Author : Yousuf Karsh
Publisher :
Page : 246 pages
File Size : 45,71 MB
Release : 2001
Category : Art
ISBN :
For some people sitting for a photographic portrait by Yousuf Karsh may well have something for do with their rise to notoriety. Among his many subjects have been Winston Churchill, Queen Elizabeth II, J. Paul Getty, Ansel Adams, Ernest Hemingway, Georgia O'Keeffe, and Andy Warhol. As well as his photographs of all of the above and others, this book illuminates Karsh the man and the artist in essays and writings by those who have studied his work and his life.
Author : Andrew Farah
Publisher : Univ of South Carolina Press
Page : 233 pages
File Size : 41,76 MB
Release : 2017-04-18
Category : Biography & Autobiography
ISBN : 161117743X
A forensic psychiatrist’s second opinion on the conditions that led to Ernest Hemingway’s suicide, “mixing biography, literature and medical analysis” (The Washington Post). Hemingway’s Brain is an innovative biography and the first forensic psychiatric examination of Nobel Prize–winning author Ernest Hemingway.
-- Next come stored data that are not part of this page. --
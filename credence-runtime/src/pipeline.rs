//! Validation Pipeline
//!
//! Runs one content item through the engine:
//! 1. Analyze the item itself
//! 2. Crawl outward from it
//! 3. Gather validation sources (the item as primary, crawled pages as peers)
//! 4. Prioritize the sources
//! 5. Synthesize confidence
//!
//! Downstream correctness is fed back with `report_validation` once known.

use chrono::{DateTime, Utc};
use serde::{Deserialize, Serialize};
use std::collections::HashSet;
use std::sync::Arc;
use tokio::sync::broadcast;
use tracing::{info, warn};
use uuid::Uuid;

use credence_core::{
    curated_records, ContentKind, DomainRegistry, Insight, ReliabilityEvent,
    SourceReliabilityBreakdown, ValidationSource, ValidationSourceType, MAX_SCORE,
};
use credence_engine::{
    CancelSignal, ConfidenceSynthesizer, CrawlConfig, CrawledLink, GatedFetcher, HttpFetcher,
    KeywordInsightAnalyzer, LinkCrawler, SharedAnalyzer, SharedFetcher, StopReason,
    ValidationPrioritizer,
};

use crate::{restore_snapshot, CredenceConfig, SnapshotError};

/// A piece of content to evaluate
#[derive(Debug, Clone, Serialize, Deserialize)]
pub struct ContentItem {
    pub url: String,
    pub content: String,
    #[serde(default)]
    pub kind: ContentKind,
}

impl ContentItem {
    pub fn new(url: &str, content: &str, kind: ContentKind) -> Self {
        Self {
            url: url.to_string(),
            content: content.to_string(),
            kind,
        }
    }
}

/// Result of evaluating one content item
#[derive(Debug, Clone, Serialize, Deserialize)]
pub struct Conclusion {
    pub id: Uuid,
    pub subject_url: String,
    /// Confidence in `[0.1, 1.0]`
    pub confidence: f64,
    /// Trust classes of every gathered source, before prioritization
    pub breakdown: SourceReliabilityBreakdown,
    /// Insights from the item and every crawled page
    pub insights: Vec<Insight>,
    /// Prioritized validation sources the confidence was computed from
    pub sources: Vec<ValidationSource>,
    pub crawled: Vec<CrawledLink>,
    pub stop_reason: StopReason,
    pub created_at: DateTime<Utc>,
}

/// Build the shared registry described by the configuration
pub fn build_registry(config: &CredenceConfig) -> Result<Arc<DomainRegistry>, SnapshotError> {
    let registry = DomainRegistry::with_event_capacity(config.pipeline.event_capacity);

    if config.registry.seed_curated {
        registry.restore(curated_records());
    }
    if let Some(path) = &config.registry.snapshot_path {
        let restored = restore_snapshot(&registry, path)?;
        info!("Restored {} domain records from {}", restored, path.display());
    }

    Ok(Arc::new(registry))
}

/// Per-item orchestration over the shared registry
pub struct ValidationPipeline {
    registry: Arc<DomainRegistry>,
    analyzer: SharedAnalyzer,
    crawler: LinkCrawler,
    synthesizer: ConfidenceSynthesizer,
    prioritizer: ValidationPrioritizer,
}

impl ValidationPipeline {
    /// Assemble a pipeline. The fetcher is placed behind the red-flag gate.
    pub fn new(
        registry: Arc<DomainRegistry>,
        fetcher: SharedFetcher,
        analyzer: SharedAnalyzer,
        crawl_config: CrawlConfig,
    ) -> Self {
        let gated: SharedFetcher = Arc::new(GatedFetcher::new(registry.clone(), fetcher));
        Self {
            crawler: LinkCrawler::new(registry.clone(), gated, analyzer.clone(), crawl_config),
            synthesizer: ConfidenceSynthesizer::new(registry.clone()),
            prioritizer: ValidationPrioritizer::new(registry.clone()),
            analyzer,
            registry,
        }
    }

    /// Assemble a pipeline with HTTP fetching and keyword analysis
    pub fn from_config(config: &CredenceConfig) -> anyhow::Result<Self> {
        let registry = build_registry(config)?;
        let fetcher = HttpFetcher::new(config.http.clone())?;
        Ok(Self::new(
            registry,
            Arc::new(fetcher),
            Arc::new(KeywordInsightAnalyzer::new()),
            config.crawler.clone(),
        ))
    }

    pub fn registry(&self) -> &Arc<DomainRegistry> {
        &self.registry
    }

    /// Subscribe to red-flag and recovery events
    pub fn subscribe(&self) -> broadcast::Receiver<ReliabilityEvent> {
        self.registry.subscribe()
    }

    /// Evaluate one content item
    pub async fn evaluate(&self, item: &ContentItem) -> Conclusion {
        self.evaluate_with_cancel(item, &CancelSignal::never()).await
    }

    /// Evaluate one content item; the crawl stops early if `cancel` is raised
    pub async fn evaluate_with_cancel(&self, item: &ContentItem, cancel: &CancelSignal) -> Conclusion {
        let mut insights = self.analyzer.analyze(&item.content, item.kind).await;

        let cap = self.crawler.config().max_processed;
        let outcome = self.crawler.crawl(&item.content, &item.url, cap, cancel).await;
        for link in &outcome.links {
            insights.extend(link.insights.iter().cloned());
        }

        let gathered = self.gather_sources(item, &outcome.links);
        let sources = self.prioritizer.prioritize(gathered);
        let breakdown = self.synthesizer.breakdown(&sources);
        let confidence = self.synthesizer.compute(&insights, &sources);

        info!(
            "Evaluated {}: confidence {:.2} from {} insights, {} sources ({} reliable, {} unreliable)",
            item.url,
            confidence,
            insights.len(),
            sources.len(),
            breakdown.reliable,
            breakdown.unreliable
        );

        Conclusion {
            id: Uuid::new_v4(),
            subject_url: item.url.clone(),
            confidence,
            breakdown,
            insights,
            sources,
            crawled: outcome.links,
            stop_reason: outcome.stop_reason,
            created_at: Utc::now(),
        }
    }

    /// The item as primary evidence plus one peer source per crawled page
    pub fn gather_sources(&self, item: &ContentItem, crawled: &[CrawledLink]) -> Vec<ValidationSource> {
        let primary = ValidationSource::new(ValidationSourceType::Primary)
            .with_url(&item.url)
            .with_reliability(self.registry.score(&item.url) / MAX_SCORE)
            .with_data(serde_json::json!({ "kind": item.kind }));

        std::iter::once(primary)
            .chain(crawled.iter().map(|link| {
                ValidationSource::new(ValidationSourceType::Peer)
                    .with_url(&link.url)
                    .with_reliability(link.source_reliability / MAX_SCORE)
                    .with_data(serde_json::json!({ "insights": link.insights.len() }))
            }))
            .collect()
    }

    /// Feed back whether a conclusion proved accurate.
    ///
    /// Each distinct source URL receives one validation-channel report.
    pub fn report_validation(&self, conclusion: &Conclusion, accurate: bool) {
        let mut seen = HashSet::new();
        for source in &conclusion.sources {
            let Some(url) = source.url.as_deref() else {
                continue;
            };
            if seen.insert(url) {
                self.registry.report_validation(url, accurate);
            }
        }
        if !accurate {
            warn!(
                "Conclusion {} on {} marked inaccurate; {} sources penalized",
                conclusion.id,
                conclusion.subject_url,
                seen.len()
            );
        }
    }
}

#[cfg(test)]
mod tests {
    use super::*;
    use async_trait::async_trait;
    use credence_core::Membership;
    use credence_engine::{FetchError, PageFetcher};
    use std::collections::HashMap;

    struct StaticFetcher {
        pages: HashMap<String, String>,
    }

    #[async_trait]
    impl PageFetcher for StaticFetcher {
        async fn fetch(&self, url: &str) -> Result<String, FetchError> {
            self.pages
                .get(url)
                .cloned()
                .ok_or_else(|| FetchError::Network(format!("no route to {}", url)))
        }
    }

    fn pipeline(registry: Arc<DomainRegistry>) -> ValidationPipeline {
        let pages: HashMap<String, String> = [
            (
                "https://reuters.com/markets/btc",
                "Bitcoin looks bullish above the 60k support zone. Funding rates are neutral today.",
            ),
            (
                "https://100xgems.com/analysis/next",
                "This token is a guaranteed rally, target 100x by Friday for sure.",
            ),
        ]
        .into_iter()
        .map(|(u, c)| (u.to_string(), c.to_string()))
        .collect();

        ValidationPipeline::new(
            registry,
            Arc::new(StaticFetcher { pages }),
            Arc::new(KeywordInsightAnalyzer::new()),
            CrawlConfig::default(),
        )
    }

    fn item() -> ContentItem {
        ContentItem::new(
            "https://coindesk.com/markets/weekly",
            "BTC rallied 8% this week on strong ETF inflows. \
             See the bitcoin market analysis https://reuters.com/markets/btc and the \
             crypto price forecast https://100xgems.com/analysis/next for contrast. \
             Also bitcoin market analysis https://dead-link.example/research here.",
            ContentKind::WebPage,
        )
    }

    #[tokio::test]
    async fn test_evaluate_item() {
        let registry = Arc::new(DomainRegistry::with_curated_seeds());
        let conclusion = pipeline(registry.clone()).evaluate(&item()).await;

        assert_eq!(conclusion.crawled.len(), 2);
        assert_eq!(conclusion.stop_reason, StopReason::FrontierExhausted);
        assert!(conclusion.insights.len() >= 3);
        assert!((0.1..=1.0).contains(&conclusion.confidence));

        // Primary + two crawled peers
        assert_eq!(
            conclusion.breakdown,
            SourceReliabilityBreakdown {
                reliable: 2,
                neutral: 0,
                unreliable: 1,
                total: 3,
            }
        );
        assert_eq!(conclusion.sources[0].source_type, ValidationSourceType::Primary);
        assert_eq!(conclusion.sources.len(), 3);

        // The dead link was charged a fetch failure
        assert_eq!(registry.record("dead-link.example").unwrap().consecutive_failures, 1);
    }

    #[tokio::test]
    async fn test_red_flagged_subject_has_no_source_weight() {
        let registry = Arc::new(DomainRegistry::with_curated_seeds());
        for _ in 0..3 {
            registry.report("coindesk.com", false);
        }
        assert_eq!(registry.membership("coindesk.com"), Membership::RedFlagged);

        let conclusion = pipeline(registry).evaluate(&item()).await;
        assert_eq!(conclusion.sources[0].reliability, 0.0);
    }

    #[tokio::test]
    async fn test_report_validation_uses_shared_counters() {
        let registry = Arc::new(DomainRegistry::with_curated_seeds());
        let pipeline = pipeline(registry.clone());
        let conclusion = pipeline.evaluate(&item()).await;

        let before = registry.accuracy("reuters.com").unwrap();
        pipeline.report_validation(&conclusion, false);
        let after = registry.accuracy("reuters.com").unwrap();

        assert_eq!(after.total, before.total + 1);
        assert_eq!(after.correct, before.correct);
        assert_eq!(registry.record("coindesk.com").unwrap().consecutive_failures, 1);
    }

    #[tokio::test]
    async fn test_cancelled_evaluation_still_concludes() {
        let registry = Arc::new(DomainRegistry::with_curated_seeds());
        let (cancel, signal) = credence_engine::CrawlCancel::pair();
        cancel.cancel();

        let conclusion = pipeline(registry).evaluate_with_cancel(&item(), &signal).await;
        assert_eq!(conclusion.stop_reason, StopReason::Cancelled);
        assert!(conclusion.crawled.is_empty());
        assert_eq!(conclusion.sources.len(), 1);
    }

    #[tokio::test]
    async fn test_breakdown_counts_only_kept_sources() {
        let registry = Arc::new(DomainRegistry::with_curated_seeds());
        let pages: HashMap<String, String> = [
            "https://100xgems.com/analysis/next",
            "https://moonshotcalls.io/analysis/next",
        ]
        .into_iter()
        .map(|u| (u.to_string(), "Moon soon, trust us.".to_string()))
        .collect();
        let pipeline = ValidationPipeline::new(
            registry,
            Arc::new(StaticFetcher { pages }),
            Arc::new(KeywordInsightAnalyzer::new()),
            CrawlConfig::default(),
        );
        let item = ContentItem::new(
            "https://coindesk.com/markets/weekly",
            "BTC rallied 8% this week. \
             Crypto price forecast https://100xgems.com/analysis/next and \
             crypto price forecast https://moonshotcalls.io/analysis/next today.",
            ContentKind::WebPage,
        );

        let conclusion = pipeline.evaluate(&item).await;

        assert_eq!(conclusion.crawled.len(), 2);
        assert_eq!(conclusion.sources.len(), 2);
        assert_eq!(
            conclusion.breakdown,
            SourceReliabilityBreakdown {
                reliable: 1,
                neutral: 0,
                unreliable: 1,
                total: 2,
            }
        );
    }

    #[test]
    fn test_build_registry_from_config() {
        let dir = tempfile::tempdir().unwrap();
        let path = dir.path().join("ledger.json");
        let seeded = DomainRegistry::new();
        for _ in 0..5 {
            seeded.report("fresh-desk.example", true);
        }
        crate::save_snapshot(&seeded, &path).unwrap();

        let mut config = CredenceConfig::default();
        config.registry.snapshot_path = Some(path);
        let registry = build_registry(&config).unwrap();

        assert_eq!(registry.membership("coindesk.com"), Membership::Reliable);
        assert_eq!(registry.membership("fresh-desk.example"), Membership::Reliable);
    }
}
After seventeen years researching Hemingway’s life and medical history, Andrew Farah, a forensic psychiatrist, has concluded that the writer’s diagnoses were incorrect. Contrary to the commonly accepted diagnoses of bipolar disorder and alcoholism, he provides a comprehensive explanation of the medical conditions that led to Hemingway’s suicide. Hemingway received state-of-the-art psychiatric treatment at one of the nation’s finest medical institutes, but according to Farah it was for the wrong illness, and his death was not the result of medical mismanagement but medical misunderstanding. Farah argues that despite popular mythology Hemingway was not manic-depressive and his alcohol abuse and characteristic narcissism were simply pieces of a much larger puzzle. Through a thorough examination of biographies, letters, memoirs of friends and family, and even Hemingway’s FBI file, combined with recent insights on the effects of trauma on the brain, Farah pieces together this compelling alternative narrative of Hemingway’s illness, one missing from the scholarship for too long. Though Hemingway’s life has been researched extensively and many biographies written, those authors relied on the original diagnoses and turned to psychoanalysis and conjecture regarding Hemingway’s mental state. Farah has sought to understand why Hemingway’s decline accelerated after two courses of electroconvulsive therapy, and in this volume explains which current options might benefit a similar patient today. Hemingway’s Brain provides a full and accurate accounting of this psychiatric diagnosis by exploring the genetic influences, traumatic brain injuries, and neurological and psychological forces that resulted in what many have described as his tortured final years. It aims to eliminate the confusion and define for all future scholarship the specifics of the mental illnesses that shaped legendary literary works and destroyed the life of a master.